Start of Block

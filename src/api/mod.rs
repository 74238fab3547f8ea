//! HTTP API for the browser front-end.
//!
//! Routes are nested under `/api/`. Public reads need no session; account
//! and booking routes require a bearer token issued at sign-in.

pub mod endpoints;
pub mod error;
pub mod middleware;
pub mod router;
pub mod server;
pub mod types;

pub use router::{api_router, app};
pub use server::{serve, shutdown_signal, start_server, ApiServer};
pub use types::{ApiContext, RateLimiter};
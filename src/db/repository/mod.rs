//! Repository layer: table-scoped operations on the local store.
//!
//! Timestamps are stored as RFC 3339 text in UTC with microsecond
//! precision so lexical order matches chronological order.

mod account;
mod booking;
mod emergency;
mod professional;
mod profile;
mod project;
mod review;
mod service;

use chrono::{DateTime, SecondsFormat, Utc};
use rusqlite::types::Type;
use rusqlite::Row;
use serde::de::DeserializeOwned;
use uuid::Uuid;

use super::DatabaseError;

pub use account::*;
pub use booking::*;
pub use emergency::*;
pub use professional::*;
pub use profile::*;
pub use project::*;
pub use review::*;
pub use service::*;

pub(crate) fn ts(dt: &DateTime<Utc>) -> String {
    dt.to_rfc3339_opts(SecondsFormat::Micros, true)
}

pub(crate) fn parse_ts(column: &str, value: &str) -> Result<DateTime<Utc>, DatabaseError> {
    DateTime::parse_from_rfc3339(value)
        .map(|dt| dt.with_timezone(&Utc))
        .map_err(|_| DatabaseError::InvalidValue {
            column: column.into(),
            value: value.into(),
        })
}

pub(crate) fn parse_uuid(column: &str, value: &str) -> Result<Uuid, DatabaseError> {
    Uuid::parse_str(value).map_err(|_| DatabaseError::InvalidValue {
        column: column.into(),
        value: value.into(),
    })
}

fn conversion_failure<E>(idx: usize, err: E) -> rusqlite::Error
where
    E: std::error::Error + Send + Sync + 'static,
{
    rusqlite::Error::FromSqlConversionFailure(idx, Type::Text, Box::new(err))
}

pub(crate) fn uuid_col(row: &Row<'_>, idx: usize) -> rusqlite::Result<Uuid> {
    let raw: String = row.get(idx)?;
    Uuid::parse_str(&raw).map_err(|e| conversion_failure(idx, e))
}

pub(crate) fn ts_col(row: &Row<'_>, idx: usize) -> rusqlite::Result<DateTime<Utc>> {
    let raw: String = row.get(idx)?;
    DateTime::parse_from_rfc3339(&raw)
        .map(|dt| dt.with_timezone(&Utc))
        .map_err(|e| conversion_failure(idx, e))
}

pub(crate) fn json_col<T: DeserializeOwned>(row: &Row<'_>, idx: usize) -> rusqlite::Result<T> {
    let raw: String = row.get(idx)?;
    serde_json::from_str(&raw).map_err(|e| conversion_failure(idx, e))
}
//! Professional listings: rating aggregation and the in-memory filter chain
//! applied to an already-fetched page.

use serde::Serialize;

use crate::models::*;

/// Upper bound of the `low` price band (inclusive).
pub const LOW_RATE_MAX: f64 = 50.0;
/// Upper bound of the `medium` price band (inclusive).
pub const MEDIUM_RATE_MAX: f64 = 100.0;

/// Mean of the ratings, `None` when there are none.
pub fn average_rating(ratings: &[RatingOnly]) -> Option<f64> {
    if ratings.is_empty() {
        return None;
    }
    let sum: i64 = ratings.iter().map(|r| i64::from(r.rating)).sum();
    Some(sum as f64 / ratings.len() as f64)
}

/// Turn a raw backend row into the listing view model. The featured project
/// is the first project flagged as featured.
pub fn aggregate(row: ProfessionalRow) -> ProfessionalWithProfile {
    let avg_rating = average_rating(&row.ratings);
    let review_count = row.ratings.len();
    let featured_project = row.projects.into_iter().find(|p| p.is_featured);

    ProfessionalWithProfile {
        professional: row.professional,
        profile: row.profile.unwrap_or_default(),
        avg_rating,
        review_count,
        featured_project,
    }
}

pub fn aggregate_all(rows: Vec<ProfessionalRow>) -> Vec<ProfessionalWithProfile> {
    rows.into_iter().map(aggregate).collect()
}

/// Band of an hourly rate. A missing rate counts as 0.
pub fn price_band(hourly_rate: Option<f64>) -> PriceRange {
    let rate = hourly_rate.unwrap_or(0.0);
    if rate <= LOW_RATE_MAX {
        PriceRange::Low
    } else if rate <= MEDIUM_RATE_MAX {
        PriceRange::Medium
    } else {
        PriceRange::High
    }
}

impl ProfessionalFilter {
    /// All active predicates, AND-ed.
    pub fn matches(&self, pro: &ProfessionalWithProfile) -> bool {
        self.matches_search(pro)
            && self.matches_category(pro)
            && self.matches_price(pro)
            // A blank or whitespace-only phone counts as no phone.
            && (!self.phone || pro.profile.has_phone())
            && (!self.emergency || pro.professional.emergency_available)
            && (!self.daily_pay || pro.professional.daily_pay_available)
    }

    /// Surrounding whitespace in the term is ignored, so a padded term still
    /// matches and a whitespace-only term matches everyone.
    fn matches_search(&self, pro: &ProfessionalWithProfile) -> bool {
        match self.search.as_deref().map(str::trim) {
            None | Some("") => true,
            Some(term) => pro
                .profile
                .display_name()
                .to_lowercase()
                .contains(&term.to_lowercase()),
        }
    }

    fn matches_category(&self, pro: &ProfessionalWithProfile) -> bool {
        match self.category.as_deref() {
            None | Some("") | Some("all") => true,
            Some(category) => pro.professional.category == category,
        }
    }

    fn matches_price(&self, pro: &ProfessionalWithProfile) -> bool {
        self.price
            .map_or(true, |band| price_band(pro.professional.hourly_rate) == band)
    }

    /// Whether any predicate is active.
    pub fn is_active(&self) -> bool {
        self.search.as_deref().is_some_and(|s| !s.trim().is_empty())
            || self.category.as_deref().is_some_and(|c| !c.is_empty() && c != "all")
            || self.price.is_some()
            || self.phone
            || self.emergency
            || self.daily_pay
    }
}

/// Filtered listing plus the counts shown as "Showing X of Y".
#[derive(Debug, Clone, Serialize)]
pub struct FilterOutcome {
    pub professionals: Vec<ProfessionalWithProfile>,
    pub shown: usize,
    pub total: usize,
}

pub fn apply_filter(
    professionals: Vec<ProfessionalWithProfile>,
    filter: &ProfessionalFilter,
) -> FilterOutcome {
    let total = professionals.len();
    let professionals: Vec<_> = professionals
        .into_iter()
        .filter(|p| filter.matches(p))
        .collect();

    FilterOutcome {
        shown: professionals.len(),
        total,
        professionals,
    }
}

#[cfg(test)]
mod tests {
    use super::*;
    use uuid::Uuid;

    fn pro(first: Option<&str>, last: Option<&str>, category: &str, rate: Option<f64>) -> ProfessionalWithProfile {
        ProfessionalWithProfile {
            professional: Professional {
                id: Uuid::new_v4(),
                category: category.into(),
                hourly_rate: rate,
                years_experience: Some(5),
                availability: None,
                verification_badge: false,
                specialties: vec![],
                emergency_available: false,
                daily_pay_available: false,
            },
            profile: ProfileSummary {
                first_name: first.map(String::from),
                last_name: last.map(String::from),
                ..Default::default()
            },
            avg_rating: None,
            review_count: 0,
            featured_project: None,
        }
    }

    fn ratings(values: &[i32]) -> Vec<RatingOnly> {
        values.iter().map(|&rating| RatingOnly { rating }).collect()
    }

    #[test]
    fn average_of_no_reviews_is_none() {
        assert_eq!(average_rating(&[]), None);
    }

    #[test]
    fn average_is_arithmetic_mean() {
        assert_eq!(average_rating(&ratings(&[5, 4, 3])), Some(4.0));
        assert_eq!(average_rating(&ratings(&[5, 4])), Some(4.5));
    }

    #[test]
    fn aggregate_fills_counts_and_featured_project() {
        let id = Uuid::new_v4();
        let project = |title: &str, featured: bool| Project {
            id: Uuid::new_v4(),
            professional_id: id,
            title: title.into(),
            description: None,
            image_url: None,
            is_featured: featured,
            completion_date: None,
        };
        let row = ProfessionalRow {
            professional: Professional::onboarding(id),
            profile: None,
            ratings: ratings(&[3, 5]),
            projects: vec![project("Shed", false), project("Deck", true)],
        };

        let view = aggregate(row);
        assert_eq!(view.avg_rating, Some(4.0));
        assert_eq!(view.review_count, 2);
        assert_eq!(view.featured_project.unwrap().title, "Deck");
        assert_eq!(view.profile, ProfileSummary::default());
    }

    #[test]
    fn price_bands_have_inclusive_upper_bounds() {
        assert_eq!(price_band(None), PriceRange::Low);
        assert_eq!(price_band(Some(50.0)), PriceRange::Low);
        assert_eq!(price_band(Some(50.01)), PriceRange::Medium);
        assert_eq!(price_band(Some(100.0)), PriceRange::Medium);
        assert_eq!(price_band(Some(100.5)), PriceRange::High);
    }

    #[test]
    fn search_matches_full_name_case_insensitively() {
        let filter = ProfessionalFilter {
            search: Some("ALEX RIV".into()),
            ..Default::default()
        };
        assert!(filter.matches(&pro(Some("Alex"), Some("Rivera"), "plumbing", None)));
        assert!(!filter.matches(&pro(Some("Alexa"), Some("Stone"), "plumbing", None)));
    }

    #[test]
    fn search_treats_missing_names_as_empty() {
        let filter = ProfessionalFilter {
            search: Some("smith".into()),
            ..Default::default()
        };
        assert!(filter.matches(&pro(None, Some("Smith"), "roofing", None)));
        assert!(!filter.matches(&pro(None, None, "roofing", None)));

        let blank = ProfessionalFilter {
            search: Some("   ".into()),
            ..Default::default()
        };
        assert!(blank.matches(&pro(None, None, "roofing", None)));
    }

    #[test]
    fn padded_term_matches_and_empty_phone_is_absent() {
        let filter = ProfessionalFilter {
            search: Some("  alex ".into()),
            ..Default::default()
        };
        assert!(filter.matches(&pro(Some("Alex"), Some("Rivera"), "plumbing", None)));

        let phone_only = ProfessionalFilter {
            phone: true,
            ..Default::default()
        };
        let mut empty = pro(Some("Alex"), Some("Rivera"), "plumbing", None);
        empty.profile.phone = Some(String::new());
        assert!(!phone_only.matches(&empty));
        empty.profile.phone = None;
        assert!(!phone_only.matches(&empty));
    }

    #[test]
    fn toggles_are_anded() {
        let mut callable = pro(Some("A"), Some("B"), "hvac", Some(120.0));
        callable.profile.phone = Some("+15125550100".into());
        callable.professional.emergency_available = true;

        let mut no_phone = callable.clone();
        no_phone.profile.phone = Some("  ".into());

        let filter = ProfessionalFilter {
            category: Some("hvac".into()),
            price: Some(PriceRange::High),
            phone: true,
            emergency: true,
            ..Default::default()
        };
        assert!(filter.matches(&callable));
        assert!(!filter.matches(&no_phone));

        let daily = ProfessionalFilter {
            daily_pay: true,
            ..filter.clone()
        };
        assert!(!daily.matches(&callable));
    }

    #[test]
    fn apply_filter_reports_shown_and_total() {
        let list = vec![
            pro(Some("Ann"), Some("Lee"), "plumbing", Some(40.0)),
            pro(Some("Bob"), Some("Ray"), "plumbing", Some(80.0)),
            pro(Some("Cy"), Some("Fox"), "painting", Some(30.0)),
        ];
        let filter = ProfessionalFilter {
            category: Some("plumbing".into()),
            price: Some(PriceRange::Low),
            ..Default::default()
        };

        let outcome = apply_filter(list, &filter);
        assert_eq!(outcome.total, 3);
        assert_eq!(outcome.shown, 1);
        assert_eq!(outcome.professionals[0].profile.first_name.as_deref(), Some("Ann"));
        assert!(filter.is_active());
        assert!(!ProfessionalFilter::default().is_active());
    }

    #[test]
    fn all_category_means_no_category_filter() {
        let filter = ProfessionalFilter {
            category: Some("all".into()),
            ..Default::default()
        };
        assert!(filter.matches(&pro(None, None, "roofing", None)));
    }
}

End of Block

▸ **WHAT NEEDS TO BE DONE**: Tally the lines of the listing above that include the string "const". Provide the total alone.

▸ **RESULT BELOW**: 2